Por su parte, las teorías evolutivas de Darwin, que señala un ancestro común para todos los seres vivos, lanzaron al espacio la idea estremecedora de la contingencia: nada ni nadie es necesario, mi presencia en el mundo depende de una milésima de segundo y de la gran fortaleza “penetrante” del espermatozoide que fui, capaz de enamorar al óvulo que me abrazó, al cruzar el umbral de la vida. En todo caso: permanece la idea, letal para mi vanidosa hombría, de ser uno más entre la infinita muchedumbre de los nacidos, sin nada especial que me distinga, y me separe de la pecadora y menesterosa  contingencia. Estoy aquí de chiripa.

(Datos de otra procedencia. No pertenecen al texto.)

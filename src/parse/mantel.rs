//! Mantel and partial Mantel result tables.
//!
//! ```text
//! DM1	DM2	Number of entries	Mantel r statistic	p-value	Number of permutations	Tail type
//! dm1.txt	dm2.txt	16	0.2500	0.01	999	two sided
//! ```
//!
//! The partial Mantel table has an extra control-matrix column after `DM2`.

use super::float::{parse_float, FloatBounds};
use super::{format_optional_p_value, last_non_empty, parse_optional_p_value};
use crate::data::ParsedStatResult;
use crate::error::{CompareError, Result};

const MANTEL_FIELDS: usize = 7;
const PARTIAL_MANTEL_FIELDS: usize = 8;

/// Parse a Mantel table into `(r, p)`.
///
/// An `r` of NaN (e.g. one matrix is constant) is not an error: the result is
/// forced to `(0.0, 1.0)` whatever p-value the file reports.
pub fn parse_mantel<S: AsRef<str>>(lines: &[S]) -> Result<ParsedStatResult> {
    let fields = result_fields(lines, MANTEL_FIELDS, "mantel")?;

    let effect_size = parse_float(fields[3], FloatBounds::between(-1.0, 1.0).allowing_nan())?;
    if effect_size.is_nan() {
        return Ok(ParsedStatResult::new(0.0, 1.0));
    }

    let p_value = parse_optional_p_value(fields[4])?;
    Ok(ParsedStatResult {
        effect_size,
        p_value,
    })
}

/// Parse a partial Mantel table into `(r, p)`.
pub fn parse_partial_mantel<S: AsRef<str>>(lines: &[S]) -> Result<ParsedStatResult> {
    let fields = result_fields(lines, PARTIAL_MANTEL_FIELDS, "partial_mantel")?;

    let effect_size = parse_float(fields[4], FloatBounds::between(-1.0, 1.0))?;
    let p_value = parse_optional_p_value(fields[5])?;
    Ok(ParsedStatResult {
        effect_size,
        p_value,
    })
}

fn result_fields<'a, S: AsRef<str>>(
    lines: &'a [S],
    n_fields: usize,
    method: &str,
) -> Result<Vec<&'a str>> {
    let line = last_non_empty(lines).ok_or_else(|| CompareError::unparsable_file(method))?;
    let fields: Vec<&str> = line.split('\t').collect();
    if fields.len() != n_fields {
        return Err(CompareError::unparsable_line(line));
    }
    Ok(fields)
}

/// One row of a (partial) Mantel table, for writing results in the same
/// layout the comparison scripts use.
#[derive(Debug, Clone)]
pub struct MantelRow<'a> {
    pub dm1: &'a str,
    pub dm2: &'a str,
    /// Control matrix; `Some` makes this a partial Mantel row.
    pub control_dm: Option<&'a str>,
    pub n_entries: usize,
    pub permutations: usize,
    pub tail_type: &'a str,
}

impl MantelRow<'_> {
    /// Header and result line.
    pub fn format(&self, result: &ParsedStatResult) -> Vec<String> {
        let p = format_optional_p_value(result.p_value, self.permutations);
        match self.control_dm {
            None => vec![
                "DM1\tDM2\tNumber of entries\tMantel r statistic\tp-value\tNumber of permutations\tTail type".to_string(),
                format!(
                    "{}\t{}\t{}\t{}\t{}\t{}\t{}",
                    self.dm1, self.dm2, self.n_entries, result.effect_size, p, self.permutations, self.tail_type
                ),
            ],
            Some(cdm) => vec![
                "DM1\tDM2\tCDM\tNumber of entries\tMantel r statistic\tp-value\tNumber of permutations\tTail type".to_string(),
                format!(
                    "{}\t{}\t{}\t{}\t{}\t{}\t{}\t{}",
                    self.dm1, self.dm2, cdm, self.n_entries, result.effect_size, p, self.permutations, self.tail_type
                ),
            ],
        }
    }
}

Es decir, debo mi vida al azar, como piensan muchos científicos –y yo con ellos-  aunque hay otros que rechazan la vida como algo accidental, y aseguran que la vida y la aparición de “la conciencia” es un “imperativo cósmico” que no necesita ninguna intervención divina. La naturaleza sigue sus propias leyes (sin necesidad de un legislador). Lo cierto es que la ciencia excluye hoy día la necesidad de un ser “creador” y de un sentido trascendente de la existencia. En opinión de científicos como Cirac, Schrëdinger, de la Rubia y otros, la vida puede tener una explicación por aplicaciones de la física  cuántica.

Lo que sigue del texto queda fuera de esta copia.